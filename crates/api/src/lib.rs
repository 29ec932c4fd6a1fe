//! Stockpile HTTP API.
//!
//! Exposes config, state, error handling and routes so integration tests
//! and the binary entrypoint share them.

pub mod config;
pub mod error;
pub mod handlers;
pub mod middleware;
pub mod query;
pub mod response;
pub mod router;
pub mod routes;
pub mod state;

***

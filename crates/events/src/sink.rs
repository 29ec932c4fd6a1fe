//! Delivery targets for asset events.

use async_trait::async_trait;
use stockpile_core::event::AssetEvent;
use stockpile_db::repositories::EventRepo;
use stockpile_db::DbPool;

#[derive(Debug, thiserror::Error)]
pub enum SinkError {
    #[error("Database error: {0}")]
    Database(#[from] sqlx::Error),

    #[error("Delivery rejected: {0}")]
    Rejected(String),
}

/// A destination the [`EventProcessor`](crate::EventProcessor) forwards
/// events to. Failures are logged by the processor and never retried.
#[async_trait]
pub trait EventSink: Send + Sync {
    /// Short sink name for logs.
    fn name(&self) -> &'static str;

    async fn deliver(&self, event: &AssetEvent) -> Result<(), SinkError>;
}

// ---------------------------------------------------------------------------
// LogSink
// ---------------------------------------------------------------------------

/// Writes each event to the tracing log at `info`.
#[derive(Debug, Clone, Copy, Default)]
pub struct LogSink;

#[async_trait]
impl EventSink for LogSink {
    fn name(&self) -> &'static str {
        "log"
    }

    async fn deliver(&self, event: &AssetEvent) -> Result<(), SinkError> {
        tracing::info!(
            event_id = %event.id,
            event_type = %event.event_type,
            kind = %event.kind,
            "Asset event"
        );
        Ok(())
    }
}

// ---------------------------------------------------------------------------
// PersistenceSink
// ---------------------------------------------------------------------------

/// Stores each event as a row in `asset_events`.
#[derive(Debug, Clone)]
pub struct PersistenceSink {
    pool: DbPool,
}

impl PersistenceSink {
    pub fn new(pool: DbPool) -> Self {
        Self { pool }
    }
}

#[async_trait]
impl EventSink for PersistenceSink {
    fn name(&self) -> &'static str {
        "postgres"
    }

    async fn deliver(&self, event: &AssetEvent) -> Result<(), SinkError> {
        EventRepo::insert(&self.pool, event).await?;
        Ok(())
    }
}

***

=== EXERCISE INSTRUCTIONS ===
Number of lines above with the word "filename": supply it alone.

=== OUTPUT OF THE EXERCISE ===
2